For the last century water softeners have been a popular appliance sold in areas that have hard water. There are many challenges associated with hard water in a home such as:
- Reduced water heater and appliance life
- Damage to faucets and fixtures
- Mineral deposits on counter tops and glass surfaces
- Even early failure in pipe fittings and connections, causing leaks and flooding
- The images here may look familiar...
Here is a short video explaining the exchange that takes place in a water softener:
To sum it up in 3 steps:
- The homeowner fills up the brine tank with salt tablets
- The softener draws the solution of salt and water into the main tank, charging the material (resin) inside the tank with the salt
- Water runs through the tank and the ions of calcium in the raw water are exchanged for the sodium that is attached to the media
"Rinse and repeat"...better known as backwashing...takes place every few days to re-charge the media and wash the excess calcium and brine solution down the drain.

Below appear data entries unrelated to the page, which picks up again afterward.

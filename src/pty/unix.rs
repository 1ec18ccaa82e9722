//! Unix PTY implementation
//!
//! PTY creation and child process management through POSIX APIs. The
//! master side is switched to non-blocking so session loops can drain
//! it fully after each poll wakeup.

use std::ffi::CString;
use std::os::fd::BorrowedFd;
use std::os::unix::io::{AsRawFd, RawFd};

use nix::fcntl::{fcntl, open, FcntlArg, OFlag};
use nix::libc::{self, STDERR_FILENO, STDIN_FILENO, STDOUT_FILENO};
use nix::poll::{poll, PollFd, PollFlags};
use nix::pty::{grantpt, posix_openpt, ptsname, unlockpt, PtyMaster};
use nix::sys::stat::Mode;
use nix::sys::wait::{waitpid, WaitPidFlag, WaitStatus};
use nix::unistd::{close, dup2, execvp, fork, read, setsid, write, ForkResult, Pid};

use super::{PtyError, PtyResult, WindowSize};

/// TERM value used when no configuration overrides it
pub const DEFAULT_TERM: &str = "xterm-256color";

/// A pseudoterminal with a spawned child process
pub struct Pty {
    /// The PTY master file descriptor
    master: PtyMaster,
    child_pid: Pid,
    child_alive: bool,
}

impl Pty {
    /// Open a PTY pair, fork, and exec `command` on the child side.
    ///
    /// The child gets a fresh session with the PTY as its controlling
    /// terminal and `TERM` set to `term`. The master side is returned
    /// non-blocking.
    pub fn spawn(command: &str, args: &[&str], size: WindowSize, term: &str) -> PtyResult<Self> {
        let master = posix_openpt(OFlag::O_RDWR | OFlag::O_NOCTTY).map_err(PtyError::OpenMaster)?;
        grantpt(&master).map_err(PtyError::GrantPty)?;
        unlockpt(&master).map_err(PtyError::UnlockPty)?;

        // SAFETY: ptsname is not thread-safe, but we call it right after
        // unlockpt with no other thread touching PTY state
        let child_path = unsafe { ptsname(&master) }.map_err(PtyError::PtsName)?;

        set_window_size(master.as_raw_fd(), size)?;

        // Converted before the fork so an embedded NUL fails in the parent
        let command_cstr =
            CString::new(command).map_err(|_| PtyError::Exec(nix::errno::Errno::EINVAL))?;
        let mut argv: Vec<CString> = Vec::with_capacity(args.len() + 1);
        argv.push(command_cstr.clone());
        for arg in args {
            argv.push(CString::new(*arg).map_err(|_| PtyError::Exec(nix::errno::Errno::EINVAL))?);
        }

        // SAFETY: the child only calls async-signal-safe-ish setup before exec
        match unsafe { fork() }.map_err(PtyError::Fork)? {
            ForkResult::Child => {
                drop(master);

                setsid().map_err(PtyError::Setsid)?;

                // Opening the PTY child side after setsid makes it the
                // controlling terminal
                let child_fd = open(child_path.as_str(), OFlag::O_RDWR, Mode::empty())
                    .map_err(PtyError::OpenChild)?;

                // SAFETY: TIOCSCTTY on the fd we just opened
                unsafe {
                    if libc::ioctl(child_fd, libc::TIOCSCTTY as _, 0) < 0 {
                        // Non-fatal on systems where open already did it
                        tracing::debug!("TIOCSCTTY failed");
                    }
                }

                dup2(child_fd, STDIN_FILENO).map_err(PtyError::Dup2)?;
                dup2(child_fd, STDOUT_FILENO).map_err(PtyError::Dup2)?;
                dup2(child_fd, STDERR_FILENO).map_err(PtyError::Dup2)?;
                if child_fd > STDERR_FILENO {
                    let _ = close(child_fd);
                }

                std::env::set_var("TERM", term);

                execvp(&command_cstr, &argv).map_err(PtyError::Exec)?;
                // execvp only returns on error
                unreachable!()
            }
            ForkResult::Parent { child } => {
                let flags = fcntl(master.as_raw_fd(), FcntlArg::F_GETFL)
                    .map_err(PtyError::SetNonBlocking)?;
                let flags = OFlag::from_bits_truncate(flags);
                fcntl(
                    master.as_raw_fd(),
                    FcntlArg::F_SETFL(flags | OFlag::O_NONBLOCK),
                )
                .map_err(PtyError::SetNonBlocking)?;

                Ok(Pty {
                    master,
                    child_pid: child,
                    child_alive: true,
                })
            }
        }
    }

    /// Spawn the user's shell from `$SHELL`, falling back to `/bin/sh`
    pub fn spawn_shell(size: WindowSize) -> PtyResult<Self> {
        let shell = std::env::var("SHELL").unwrap_or_else(|_| "/bin/sh".to_string());
        Self::spawn(&shell, &[], size, DEFAULT_TERM)
    }

    /// Raw file descriptor of the master side, for poll sets
    pub fn master_fd(&self) -> RawFd {
        self.master.as_raw_fd()
    }

    /// Check whether the child is still running, reaping it if not
    pub fn is_alive(&mut self) -> bool {
        if !self.child_alive {
            return false;
        }
        match waitpid(self.child_pid, Some(WaitPidFlag::WNOHANG)) {
            Ok(WaitStatus::StillAlive) => true,
            Ok(_) | Err(_) => {
                self.child_alive = false;
                false
            }
        }
    }

    /// Block until the child exits and return its exit code
    pub fn wait(&mut self) -> PtyResult<i32> {
        if !self.child_alive {
            return Ok(0);
        }
        match waitpid(self.child_pid, None).map_err(PtyError::Wait)? {
            WaitStatus::Exited(_, code) => {
                self.child_alive = false;
                Ok(code)
            }
            WaitStatus::Signaled(_, signal, _) => {
                self.child_alive = false;
                Err(PtyError::ChildSignaled(signal as i32))
            }
            _ => Ok(0),
        }
    }

    /// Non-blocking read from the master. Returns 0 when no data is
    /// available right now.
    pub fn read(&self, buf: &mut [u8]) -> PtyResult<usize> {
        match read(self.master.as_raw_fd(), buf) {
            Ok(n) => Ok(n),
            // EAGAIN and EWOULDBLOCK share a value on Linux
            Err(nix::errno::Errno::EAGAIN) => Ok(0),
            Err(e) => Err(PtyError::Read(e)),
        }
    }

    /// Write to the master, returning the number of bytes accepted
    pub fn write(&self, data: &[u8]) -> PtyResult<usize> {
        write(self.master.as_raw_fd(), data).map_err(PtyError::Write)
    }

    /// Write the whole buffer, retrying short writes
    pub fn write_all(&self, mut data: &[u8]) -> PtyResult<()> {
        while !data.is_empty() {
            let n = self.write(data)?;
            data = &data[n..];
        }
        Ok(())
    }

    /// Wait up to `timeout_ms` for readable data on the master
    pub fn poll_read(&self, timeout_ms: i32) -> PtyResult<bool> {
        // SAFETY: the master fd lives as long as self
        let borrowed_fd = unsafe { BorrowedFd::borrow_raw(self.master.as_raw_fd()) };
        let mut fds = [PollFd::new(&borrowed_fd, PollFlags::POLLIN)];
        let n = poll(&mut fds, timeout_ms).map_err(PtyError::Poll)?;
        Ok(n > 0
            && fds[0]
                .revents()
                .is_some_and(|r| r.contains(PollFlags::POLLIN)))
    }

    /// Push a new window size to the child
    pub fn resize(&self, size: WindowSize) -> PtyResult<()> {
        set_window_size(self.master.as_raw_fd(), size)
    }

    /// Read back the current window size of the PTY
    pub fn window_size(&self) -> PtyResult<WindowSize> {
        query_window_size(self.master.as_raw_fd())
    }
}

impl Drop for Pty {
    fn drop(&mut self) {
        // Best-effort reap so the child doesn't linger as a zombie
        if self.child_alive {
            let _ = waitpid(self.child_pid, Some(WaitPidFlag::WNOHANG));
        }
    }
}

fn set_window_size(fd: RawFd, size: WindowSize) -> PtyResult<()> {
    let winsize = libc::winsize {
        ws_row: size.rows,
        ws_col: size.cols,
        ws_xpixel: size.pixel_width,
        ws_ypixel: size.pixel_height,
    };

    // SAFETY: TIOCSWINSZ with a valid winsize pointer
    let result = unsafe { libc::ioctl(fd, libc::TIOCSWINSZ, &winsize) };
    if result < 0 {
        Err(PtyError::Winsize(nix::errno::Errno::last()))
    } else {
        Ok(())
    }
}

/// Query the window size of any terminal file descriptor
pub fn query_window_size(fd: RawFd) -> PtyResult<WindowSize> {
    let mut winsize = libc::winsize {
        ws_row: 0,
        ws_col: 0,
        ws_xpixel: 0,
        ws_ypixel: 0,
    };

    // SAFETY: TIOCGWINSZ with a valid winsize pointer
    let result = unsafe { libc::ioctl(fd, libc::TIOCGWINSZ, &mut winsize) };
    if result < 0 {
        Err(PtyError::Winsize(nix::errno::Errno::last()))
    } else {
        Ok(WindowSize {
            rows: winsize.ws_row,
            cols: winsize.ws_col,
            pixel_width: winsize.ws_xpixel,
            pixel_height: winsize.ws_ypixel,
        })
    }
}

#[cfg(test)]
mod tests {
    use super::*;

    #[test]
    fn test_window_size_from_grid() {
        let size = WindowSize::from_grid(24, 80);
        assert_eq!(size.rows, 24);
        assert_eq!(size.cols, 80);
        assert_eq!(size.pixel_width, 0);

        let huge = WindowSize::from_grid(100_000, 80);
        assert_eq!(huge.rows, u16::MAX);
    }

    #[test]
    fn test_spawn_echo() {
        let mut pty = Pty::spawn("/bin/echo", &["hello"], WindowSize::default(), DEFAULT_TERM)
            .expect("failed to spawn");

        std::thread::sleep(std::time::Duration::from_millis(100));

        let mut buf = [0u8; 1024];
        let n = pty.read(&mut buf).expect("failed to read");
        let output = String::from_utf8_lossy(&buf[..n]);
        assert!(
            output.contains("hello") || n == 0,
            "unexpected output: {}",
            output
        );

        let _ = pty.wait();
        assert!(!pty.is_alive());
    }

    #[test]
    fn test_write_read_roundtrip() {
        let pty = Pty::spawn("/bin/cat", &[], WindowSize::default(), DEFAULT_TERM)
            .expect("failed to spawn");

        pty.write_all(b"test\n").expect("failed to write");
        std::thread::sleep(std::time::Duration::from_millis(100));

        let mut buf = [0u8; 1024];
        let n = pty.read(&mut buf).expect("failed to read");
        let output = String::from_utf8_lossy(&buf[..n]);
        assert!(
            output.contains("test") || n == 0,
            "unexpected output: {}",
            output
        );
    }

    #[test]
    fn test_resize_roundtrip() {
        let pty = Pty::spawn("/bin/sh", &[], WindowSize::new(24, 80), DEFAULT_TERM)
            .expect("failed to spawn");

        pty.resize(WindowSize::new(40, 120)).expect("failed to resize");

        let size = pty.window_size().expect("failed to query size");
        assert_eq!(size.rows, 40);
        assert_eq!(size.cols, 120);
    }

    #[test]
    fn test_poll_sees_output() {
        let pty = Pty::spawn("/bin/echo", &["poll"], WindowSize::default(), DEFAULT_TERM)
            .expect("failed to spawn");

        let mut found_data = false;
        for _ in 0..10 {
            if pty.poll_read(100).expect("failed to poll") {
                found_data = true;
                break;
            }
        }
        assert!(found_data, "no readable data within the deadline");
    }
}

The sodium that now comes into the home after the exchange does not have the same characteristics as the original calcium and will not build up as lime scale in the areas mentioned.
This process works well to keep a system scale free as long as the softener is functional, maintained, and kept stocked with salt. Typically you can tell when a softener is not functioning properly as scale will begin to form on faucets and fixtures and the texture of the water will change when showering
Click HERE to find out more about an alternative to salt softeners for your home.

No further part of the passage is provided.